§ **Work task**
Restate, word for word, each record that follows.

Start of Block

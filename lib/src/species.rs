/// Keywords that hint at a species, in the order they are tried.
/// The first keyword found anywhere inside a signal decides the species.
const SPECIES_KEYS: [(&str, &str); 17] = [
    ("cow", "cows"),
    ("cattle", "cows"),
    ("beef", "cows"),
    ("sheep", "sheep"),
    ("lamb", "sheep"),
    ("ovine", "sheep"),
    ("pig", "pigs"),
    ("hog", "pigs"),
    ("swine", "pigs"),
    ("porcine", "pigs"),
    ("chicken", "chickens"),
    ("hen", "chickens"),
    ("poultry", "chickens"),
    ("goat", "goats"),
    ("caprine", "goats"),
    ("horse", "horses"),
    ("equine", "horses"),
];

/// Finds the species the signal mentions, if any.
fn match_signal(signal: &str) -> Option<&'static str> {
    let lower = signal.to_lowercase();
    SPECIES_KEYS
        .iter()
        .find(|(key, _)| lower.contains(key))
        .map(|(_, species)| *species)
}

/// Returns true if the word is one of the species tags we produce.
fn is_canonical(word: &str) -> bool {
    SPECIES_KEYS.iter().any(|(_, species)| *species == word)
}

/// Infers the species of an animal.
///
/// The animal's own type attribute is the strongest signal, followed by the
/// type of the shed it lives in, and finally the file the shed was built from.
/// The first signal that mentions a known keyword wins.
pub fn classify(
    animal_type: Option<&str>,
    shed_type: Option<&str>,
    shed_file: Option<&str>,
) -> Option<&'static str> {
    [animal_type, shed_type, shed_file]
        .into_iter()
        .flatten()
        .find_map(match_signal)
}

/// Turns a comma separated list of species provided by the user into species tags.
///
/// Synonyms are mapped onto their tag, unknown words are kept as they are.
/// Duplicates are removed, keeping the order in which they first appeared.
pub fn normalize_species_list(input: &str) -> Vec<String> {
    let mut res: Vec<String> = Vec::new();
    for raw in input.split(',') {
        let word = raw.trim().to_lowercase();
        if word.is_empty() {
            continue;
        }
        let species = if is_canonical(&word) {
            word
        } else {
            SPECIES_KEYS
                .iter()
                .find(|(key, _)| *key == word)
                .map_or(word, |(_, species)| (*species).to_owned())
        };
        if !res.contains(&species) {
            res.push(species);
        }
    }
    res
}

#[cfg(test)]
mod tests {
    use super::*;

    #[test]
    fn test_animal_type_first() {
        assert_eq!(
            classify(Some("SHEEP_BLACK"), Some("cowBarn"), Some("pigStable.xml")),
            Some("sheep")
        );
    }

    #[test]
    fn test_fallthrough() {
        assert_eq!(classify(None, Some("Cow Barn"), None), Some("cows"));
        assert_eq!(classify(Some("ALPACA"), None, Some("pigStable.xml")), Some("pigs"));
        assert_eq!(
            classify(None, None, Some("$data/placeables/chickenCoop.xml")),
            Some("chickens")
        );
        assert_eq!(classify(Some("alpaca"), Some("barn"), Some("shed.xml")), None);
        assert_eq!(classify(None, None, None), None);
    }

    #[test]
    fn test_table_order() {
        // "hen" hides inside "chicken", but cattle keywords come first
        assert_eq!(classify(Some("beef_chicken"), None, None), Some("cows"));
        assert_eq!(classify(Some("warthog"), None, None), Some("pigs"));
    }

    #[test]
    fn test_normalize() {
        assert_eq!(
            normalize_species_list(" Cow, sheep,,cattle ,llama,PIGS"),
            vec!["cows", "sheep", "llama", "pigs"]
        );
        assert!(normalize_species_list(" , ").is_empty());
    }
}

End of Block

§ **Expected answer**
filename lib/src/species.rs
/// Keywords that hint at a species, in the order they are tried.
/// The first keyword found anywhere inside a signal decides the species.
const SPECIES_KEYS: [(&str, &str); 17] = [
    ("cow", "cows"),
    ("cattle", "cows"),
    ("beef", "cows"),
    ("sheep", "sheep"),
    ("lamb", "sheep"),
    ("ovine", "sheep"),
    ("pig", "pigs"),
    ("hog", "pigs"),
    ("swine", "pigs"),
    ("porcine", "pigs"),
    ("chicken", "chickens"),
    ("hen", "chickens"),
    ("poultry", "chickens"),
    ("goat", "goats"),
    ("caprine", "goats"),
    ("horse", "horses"),
    ("equine", "horses"),
];

/// Finds the species the signal mentions, if any.
fn match_signal(signal: &str) -> Option<&'static str> {
    let lower = signal.to_lowercase();
    SPECIES_KEYS
        .iter()
        .find(|(key, _)| lower.contains(key))
        .map(|(_, species)| *species)
}

/// Returns true if the word is one of the species tags we produce.
fn is_canonical(word: &str) -> bool {
    SPECIES_KEYS.iter().any(|(_, species)| *species == word)
}

/// Infers the species of an animal.
///
/// The animal's own type attribute is the strongest signal, followed by the
/// type of the shed it lives in, and finally the file the shed was built from.
/// The first signal that mentions a known keyword wins.
pub fn classify(
    animal_type: Option<&str>,
    shed_type: Option<&str>,
    shed_file: Option<&str>,
) -> Option<&'static str> {
    [animal_type, shed_type, shed_file]
        .into_iter()
        .flatten()
        .find_map(match_signal)
}

/// Turns a comma separated list of species provided by the user into species tags.
///
/// Synonyms are mapped onto their tag, unknown words are kept as they are.
/// Duplicates are removed, keeping the order in which they first appeared.
pub fn normalize_species_list(input: &str) -> Vec<String> {
    let mut res: Vec<String> = Vec::new();
    for raw in input.split(',') {
        let word = raw.trim().to_lowercase();
        if word.is_empty() {
            continue;
        }
        let species = if is_canonical(&word) {
            word
        } else {
            SPECIES_KEYS
                .iter()
                .find(|(key, _)| *key == word)
                .map_or(word, |(_, species)| (*species).to_owned())
        };
        if !res.contains(&species) {
            res.push(species);
        }
    }
    res
}

#[cfg(test)]
mod tests {
    use super::*;

    #[test]
    fn test_animal_type_first() {
        assert_eq!(
            classify(Some("SHEEP_BLACK"), Some("cowBarn"), Some("pigStable.xml")),
            Some("sheep")
        );
    }

    #[test]
    fn test_fallthrough() {
        assert_eq!(classify(None, Some("Cow Barn"), None), Some("cows"));
        assert_eq!(classify(Some("ALPACA"), None, Some("pigStable.xml")), Some("pigs"));
        assert_eq!(
            classify(None, None, Some("$data/placeables/chickenCoop.xml")),
            Some("chickens")
        );
        assert_eq!(classify(Some("alpaca"), Some("barn"), Some("shed.xml")), None);
        assert_eq!(classify(None, None, None), None);
    }

    #[test]
    fn test_table_order() {
        // "hen" hides inside "chicken", but cattle keywords come first
        assert_eq!(classify(Some("beef_chicken"), None, None), Some("cows"));
        assert_eq!(classify(Some("warthog"), None, None), Some("pigs"));
    }

    #[test]
    fn test_normalize() {
        assert_eq!(
            normalize_species_list(" Cow, sheep,,cattle ,llama,PIGS"),
            vec!["cows", "sheep", "llama", "pigs"]
        );
        assert!(normalize_species_list(" , ").is_empty());
    }
}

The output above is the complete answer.